Heard claims that she lost career opportunities and  saw how “institutions protect men accused of abuse…the #MeToo movement has taught us how power like this works, not just in Hollywood but in all kinds of institutions.”

Heard argues for the re-funding of the Violence Against Women Act and points out that former President Trump “has been accused by more than a dozen women of sexual misconduct.”

Strange, Trump has also not sued her for defamation.

Heard refers to death threats and to having to change her phone number and writes that she wants to “ensure that women who come forward to talk about violence receive more support.”

I do not see how this vanilla op-ed piece led Depp to bring this lawsuit. However, people are telling me that she did, indeed, “defame” him in countless media interviews, and that he was moved to act so that his career would not be ruined and his children would not think him capable of violence against a woman. Not even when he was drunk and on drugs. Not even when Heard had photos credible enough to help her obtain a restraining order against him.

Well, she may have hit him too. Or “provoked” him—so all his female fans say.

Oh yes, many women seem to be supporting him, not her. Well, our people are known to write love letters to serial killers and run-of-the-mill murderers—and to marry some as well.

Okay. I wasn’t in the room. I haven’t read what the media ran with when Heard was allegedly defaming Depp. I haven’t read the trial transcript.

But I must ask: What kind of man would actually bring a public defamation lawsuit against his former wife? How great could her crimes have been? How much was he quick to anger/how much had she aggravated him?

Here’s how such a man sounds in a series of text messages.

“Hopefully that c—t’s rotting corpse is decomposing in f—g trunk of a honda civic.

In another text, Depp fantasized about having sex with Heard’s “burnt corpse” to make sure she was dead.

Finally, Depp wrote that Heard was “begging for total global humiliation. She’s gonna get it.”

He also referred to Heard as an “overused flappy fish market.”

What a nice guy.

Perhaps justice was served by this verdict. But here’s what puzzles me. Heard’s article is, as I’ve noted, entirely vanilla and does not name Depp. Apparently, journalists around the world kept asking Heard about Depp and she kept saying whatever she said. (I admit it: I have not read or seen any of this).

If the media truly defamed Depp, if they quoted Heard without checking out the facts and/or without getting Depp’s side,  I must ask: Why hasn’t Depp sued the media? Oh, he did—but he lost against the Sun. But the media apparently chose to keep quoting Heard about the Depp. And We, the People ate it all up, gossip sold the rags. And now this never-ending trial has sold more rags.

One cannot generalize based on single trial. Perhaps justice really was served.

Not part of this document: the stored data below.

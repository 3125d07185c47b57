use serde::{Deserialize, Serialize};

use crate::database::{error::Error, schema::User};
use crate::schema::UserRole;

use super::permissions::ActionType;

/// Identity of the authenticated caller, as handed over by the host application.
#[derive(Debug, Serialize, Deserialize, Clone, PartialEq)]
pub struct SessionData {
    pub user_id: i32,
    pub username: String,
    pub role: UserRole,
}

impl SessionData {
    pub fn new(user_id: i32, username: String, role: UserRole) -> Self {
        Self {
            user_id,
            username,
            role,
        }
    }

    pub fn is_admin(&self) -> bool {
        self.role == UserRole::Admin
    }

    pub fn authenticate(&self, action: ActionType) -> Result<(), Error> {
        if !action.authenticate(self) {
            return Err(Error::Forbidden);
        }
        Ok(())
    }
}

impl From<&User> for SessionData {
    fn from(user: &User) -> Self {
        Self::new(user.id, user.username.to_owned(), user.role.to_owned())
    }
}

/// Unwraps an optional session or rejects the caller as anonymous.
pub fn require_session(session: Option<&SessionData>) -> Result<&SessionData, Error> {
    session.ok_or(Error::Unauthenticated)
}
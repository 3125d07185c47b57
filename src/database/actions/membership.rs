use log::{debug, warn};
use sqlx::{Pool, Postgres};

use crate::{
    authentication::permissions::ActionType,
    error::{Error, Missing},
    pagination::{PageContext, PageRequest},
    schema::{
        Membership, MembershipKind, MembershipOp, MembershipOutcome, RecipeSummary, Uuid,
    },
    session::SessionData,
};

use super::recipes::get_recipe;

#[derive(sqlx::FromRow, Debug, Clone)]
struct RecipeSummaryRow {
    #[sqlx(flatten)]
    recipe: RecipeSummary,
    count: i64,
}

fn required_action(kind: MembershipKind) -> ActionType {
    match kind {
        MembershipKind::Favorite => ActionType::ManageOwnFavorites,
        MembershipKind::ShoppingCart => ActionType::ManageOwnShoppingCart,
    }
}

fn label(kind: MembershipKind) -> &'static str {
    match kind {
        MembershipKind::Favorite => "Favorite",
        MembershipKind::ShoppingCart => "Shopping cart entry",
    }
}

/// Adds or removes `recipe_id` in the caller's favorites or shopping cart.
///
/// Adding a pair that is already present fails with `AlreadyExists`, removing
/// one that isn't fails with `NotFound`. Neither changes any rows.
pub async fn toggle_membership(
    kind: MembershipKind,
    session: &SessionData,
    recipe_id: Uuid,
    op: MembershipOp,
    pool: &Pool<Postgres>,
) -> Result<MembershipOutcome, Error> {
    session.authenticate(required_action(kind))?;

    match op {
        MembershipOp::Add => add_membership(kind, session.user_id, recipe_id, pool)
            .await
            .map(MembershipOutcome::Added),
        MembershipOp::Remove => remove_membership(kind, session.user_id, recipe_id, pool)
            .await
            .map(|_| MembershipOutcome::Removed),
    }
}

pub async fn add_membership(
    kind: MembershipKind,
    user_id: Uuid,
    recipe_id: Uuid,
    pool: &Pool<Postgres>,
) -> Result<Membership, Error> {
    let recipe = get_recipe(recipe_id, pool)
        .await?
        .ok_or(Error::NotFound(Missing::Recipe(recipe_id)))?;

    // The unique (user_id, recipe_id) constraint decides concurrent adds.
    let row: Option<(i32,)> = sqlx::query_as(&format!(
        "INSERT INTO {} (user_id, recipe_id) VALUES ($1, $2) ON CONFLICT DO NOTHING RETURNING id",
        kind.table()
    ))
    .bind(user_id)
    .bind(recipe_id)
    .fetch_optional(pool)
    .await?;

    let id = match row {
        Some((id,)) => id,
        None => {
            warn!("{} of recipe {recipe_id} for user {user_id} already exists", label(kind));
            return Err(Error::AlreadyExists(label(kind).to_owned()));
        }
    };
    debug!("Added recipe {recipe_id} to {} of user {user_id}", kind.table());

    Ok(Membership {
        id,
        user_id,
        kind,
        recipe: RecipeSummary::from(&recipe),
    })
}

pub async fn remove_membership(
    kind: MembershipKind,
    user_id: Uuid,
    recipe_id: Uuid,
    pool: &Pool<Postgres>,
) -> Result<(), Error> {
    get_recipe(recipe_id, pool)
        .await?
        .ok_or(Error::NotFound(Missing::Recipe(recipe_id)))?;

    let result = sqlx::query(&format!(
        "DELETE FROM {} WHERE user_id = $1 AND recipe_id = $2",
        kind.table()
    ))
    .bind(user_id)
    .bind(recipe_id)
    .execute(pool)
    .await?;

    if result.rows_affected() == 0 {
        warn!("Recipe {recipe_id} is not in {} of user {user_id}", kind.table());
        return Err(Error::NotFound(Missing::Membership(kind)));
    }
    debug!("Removed recipe {recipe_id} from {} of user {user_id}", kind.table());

    Ok(())
}

pub async fn is_member(
    kind: MembershipKind,
    user_id: Uuid,
    recipe_id: Uuid,
    pool: &Pool<Postgres>,
) -> Result<bool, Error> {
    let row: (bool,) = sqlx::query_as(&format!(
        "SELECT EXISTS (SELECT 1 FROM {} WHERE user_id = $1 AND recipe_id = $2)",
        kind.table()
    ))
    .bind(user_id)
    .bind(recipe_id)
    .fetch_one(pool)
    .await?;

    Ok(row.0)
}

/// Reads `favorites`; false for anonymous viewers.
pub async fn compute_is_favorited(
    viewer: Option<&SessionData>,
    recipe_id: Uuid,
    pool: &Pool<Postgres>,
) -> Result<bool, Error> {
    match viewer {
        Some(viewer) => is_member(MembershipKind::Favorite, viewer.user_id, recipe_id, pool).await,
        None => Ok(false),
    }
}

/// Reads `shopping_cart`; false for anonymous viewers.
pub async fn compute_is_in_shopping_cart(
    viewer: Option<&SessionData>,
    recipe_id: Uuid,
    pool: &Pool<Postgres>,
) -> Result<bool, Error> {
    match viewer {
        Some(viewer) => {
            is_member(MembershipKind::ShoppingCart, viewer.user_id, recipe_id, pool).await
        }
        None => Ok(false),
    }
}

pub async fn count_memberships(
    kind: MembershipKind,
    user_id: Uuid,
    pool: &Pool<Postgres>,
) -> Result<i64, Error> {
    let row: (i64,) = sqlx::query_as(&format!(
        "SELECT COUNT(*) FROM {} WHERE user_id = $1",
        kind.table()
    ))
    .bind(user_id)
    .fetch_one(pool)
    .await?;

    Ok(row.0)
}

/// The caller's favorites or cart, most recently added first.
pub async fn list_memberships(
    kind: MembershipKind,
    session: &SessionData,
    page: PageRequest,
    pool: &Pool<Postgres>,
) -> Result<PageContext<RecipeSummary>, Error> {
    let rows: Vec<RecipeSummaryRow> = sqlx::query_as(&format!(
        "
        SELECT r.id, r.name, r.image, r.cooking_time, COUNT(*) OVER() AS count
        FROM {} m
        INNER JOIN recipes r ON r.id = m.recipe_id
        WHERE m.user_id = $1
        ORDER BY m.id DESC
        LIMIT $2 OFFSET $3
    ",
        kind.table()
    ))
    .bind(session.user_id)
    .bind(page.limit)
    .bind(page.offset())
    .fetch_all(pool)
    .await?;

    let total_count = match rows.first() {
        Some(row) => row.count,
        None if page.page > 1 => count_memberships(kind, session.user_id, pool).await?,
        None => 0,
    };
    let recipes = rows.into_iter().map(|row| row.recipe).collect();

    Ok(PageContext::from_rows(recipes, total_count, page))
}
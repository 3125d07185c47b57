use serde::{Deserialize, Serialize};

pub type Uuid = i32;

#[derive(
    Clone, Debug, PartialEq, PartialOrd, sqlx::Type, Serialize, Eq, Ord, Hash, Deserialize,
)]
#[sqlx(type_name = "user_role", rename_all = "lowercase")]
#[serde(rename_all = "snake_case")]
pub enum UserRole {
    User,
    Admin,
}

#[derive(sqlx::FromRow, Debug, Clone)]
pub struct User {
    pub id: Uuid,
    pub username: String,
    pub email: String,
    pub first_name: String,
    pub last_name: String,
    pub password: String,
    pub role: UserRole,
}

/// Public part of a user, safe to hand out to other users.
#[derive(sqlx::FromRow, Debug, Clone, PartialEq, Serialize, Deserialize)]
pub struct Profile {
    pub id: Uuid,
    pub username: String,
    pub email: String,
    pub first_name: String,
    pub last_name: String,
}

impl Profile {
    pub fn full_name(&self) -> String {
        let name = format!("{} {}", self.first_name, self.last_name);
        let name = name.trim();

        if name.is_empty() {
            self.username.to_owned()
        } else {
            name.to_owned()
        }
    }
}

impl From<User> for Profile {
    fn from(value: User) -> Self {
        Self {
            id: value.id,
            username: value.username,
            email: value.email,
            first_name: value.first_name,
            last_name: value.last_name,
        }
    }
}

#[derive(sqlx::FromRow, Debug, Clone)]
pub struct ProfileRow {
    #[sqlx(flatten)]
    pub profile: Profile,
    pub count: i64,
}

#[derive(Debug, Clone, PartialEq, Serialize)]
pub struct UserPresentation {
    #[serde(flatten)]
    pub profile: Profile,
    pub is_subscribed: bool,
}

#[derive(Debug, Clone)]
pub struct NewUser {
    pub username: String,
    pub email: String,
    pub first_name: String,
    pub last_name: String,
    pub password: String,
}

#[derive(sqlx::FromRow, Debug, Clone, PartialEq, Serialize, Deserialize)]
pub struct Ingredient {
    pub id: Uuid,
    pub name: String,
    pub measurement_unit: String,
}

#[derive(sqlx::FromRow, Debug, Clone, PartialEq, Serialize, Deserialize)]
pub struct Tag {
    pub id: Uuid,
    pub name: String,
    pub color: String,
    pub slug: String,
}

#[derive(sqlx::FromRow, Debug, Clone, PartialEq, Serialize, Deserialize)]
pub struct Recipe {
    pub id: Uuid,
    pub author_id: Option<Uuid>,
    pub name: String,
    pub text: String,
    pub image: String,
    pub cooking_time: i32,
}

#[derive(sqlx::FromRow, Debug, Clone)]
pub struct RecipeRow {
    #[sqlx(flatten)]
    pub recipe: Recipe,
    pub count: i64,
}

#[derive(sqlx::FromRow, Debug, Clone, PartialEq, Serialize, Deserialize)]
pub struct RecipeSummary {
    pub id: Uuid,
    pub name: String,
    pub image: String,
    pub cooking_time: i32,
}

impl From<&Recipe> for RecipeSummary {
    fn from(value: &Recipe) -> Self {
        Self {
            id: value.id,
            name: value.name.to_owned(),
            image: value.image.to_owned(),
            cooking_time: value.cooking_time,
        }
    }
}

/// An ingredient as it appears inside a recipe, with its quantity.
#[derive(sqlx::FromRow, Debug, Clone, PartialEq, Serialize, Deserialize)]
pub struct RecipeIngredient {
    pub id: Uuid,
    pub name: String,
    pub measurement_unit: String,
    pub amount: i32,
}

#[derive(Debug, Clone, Copy, PartialEq, Eq, Serialize, Deserialize)]
pub struct IngredientAmount {
    pub id: Uuid,
    pub amount: i32,
}

/// Write model of a recipe. Every create or update supplies the full
/// ingredient and tag lists.
#[derive(Debug, Clone, PartialEq, Serialize, Deserialize)]
pub struct RecipeInput {
    pub ingredients: Vec<IngredientAmount>,
    pub tags: Vec<Uuid>,
    #[serde(default)]
    pub image: String,
    pub name: String,
    pub text: String,
    pub cooking_time: i32,
}

impl From<&RecipePresentation> for RecipeInput {
    fn from(value: &RecipePresentation) -> Self {
        Self {
            ingredients: value
                .ingredients
                .iter()
                .map(|ingredient| IngredientAmount {
                    id: ingredient.id,
                    amount: ingredient.amount,
                })
                .collect(),
            tags: value.tags.iter().map(|tag| tag.id).collect(),
            image: value.image.to_owned(),
            name: value.name.to_owned(),
            text: value.text.to_owned(),
            cooking_time: value.cooking_time,
        }
    }
}

/// Everything about a recipe that doesn't depend on who is looking at it.
#[derive(Debug, Clone, PartialEq, Serialize, Deserialize)]
pub struct RecipeDetails {
    pub recipe: Recipe,
    pub author: Option<Profile>,
    pub tags: Vec<Tag>,
    pub ingredients: Vec<RecipeIngredient>,
}

/// Read model of a recipe.
#[derive(Debug, Clone, PartialEq, Serialize)]
pub struct RecipePresentation {
    pub id: Uuid,
    pub tags: Vec<Tag>,
    pub author: Option<UserPresentation>,
    pub ingredients: Vec<RecipeIngredient>,
    pub is_favorited: bool,
    pub is_in_shopping_cart: bool,
    pub name: String,
    pub image: String,
    pub text: String,
    pub cooking_time: i32,
}

impl RecipePresentation {
    pub fn new(
        details: RecipeDetails,
        author: Option<UserPresentation>,
        is_favorited: bool,
        is_in_shopping_cart: bool,
    ) -> Self {
        let RecipeDetails {
            recipe,
            tags,
            ingredients,
            ..
        } = details;

        Self {
            id: recipe.id,
            tags,
            author,
            ingredients,
            is_favorited,
            is_in_shopping_cart,
            name: recipe.name,
            image: recipe.image,
            text: recipe.text,
            cooking_time: recipe.cooking_time,
        }
    }
}

#[derive(Debug, Clone, Default, PartialEq, Eq)]
pub struct RecipeFilter {
    /// Tag slugs; a recipe matches when it carries any of them.
    pub tags: Vec<String>,
    pub author: Option<Uuid>,
    pub is_favorited: bool,
    pub is_in_shopping_cart: bool,
}

#[derive(Debug, Clone, Copy, PartialEq, Eq, Hash, Serialize, Deserialize)]
#[serde(rename_all = "snake_case")]
pub enum MembershipKind {
    Favorite,
    ShoppingCart,
}

impl MembershipKind {
    pub fn table(&self) -> &'static str {
        match self {
            MembershipKind::Favorite => "favorites",
            MembershipKind::ShoppingCart => "shopping_cart",
        }
    }
}

#[derive(Debug, Clone, Copy, PartialEq, Eq)]
pub enum MembershipOp {
    Add,
    Remove,
}

#[derive(Debug, Clone, PartialEq, Serialize)]
pub struct Membership {
    pub id: Uuid,
    pub user_id: Uuid,
    pub kind: MembershipKind,
    pub recipe: RecipeSummary,
}

#[derive(Debug, Clone, PartialEq, Serialize)]
pub enum MembershipOutcome {
    Added(Membership),
    Removed,
}

#[derive(Debug, Clone, PartialEq, Serialize)]
pub struct SubscriptionView {
    #[serde(flatten)]
    pub author: UserPresentation,
    pub recipes_count: i64,
    pub recipes: Vec<RecipeSummary>,
}

impl SubscriptionView {
    /// `recipes_count` always counts every recipe, `recipes` is cut to `limit`.
    pub fn new(author: UserPresentation, mut recipes: Vec<RecipeSummary>, limit: Option<usize>) -> Self {
        let recipes_count = recipes.len() as i64;
        if let Some(limit) = limit {
            recipes.truncate(limit);
        }

        Self {
            author,
            recipes_count,
            recipes,
        }
    }
}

And yet—consider the moment in which we find ourselves. Very few “real” rape cases are ever prosecuted. Incest—rarely. Domestic violence—a bit more than before but far, far from having been abolished. Pornography and prostitution in which women are “holes,” and/or “ho’s”  have only increased exponentially. Many of the poorest American women are about to lose abortion. We are not even referred to as “women” anymore. Gender identity speech codes increasingly demand that we be referred to as “menstruating people” or, in terms of surrogacy, as “breeders” or “surrogate uteruses.”

Despite some real progress for some women; despite the ways in which feminist ideas and ideals have travelled globally; I still fear that all women are now facing what always was—as well as an ugly backlash.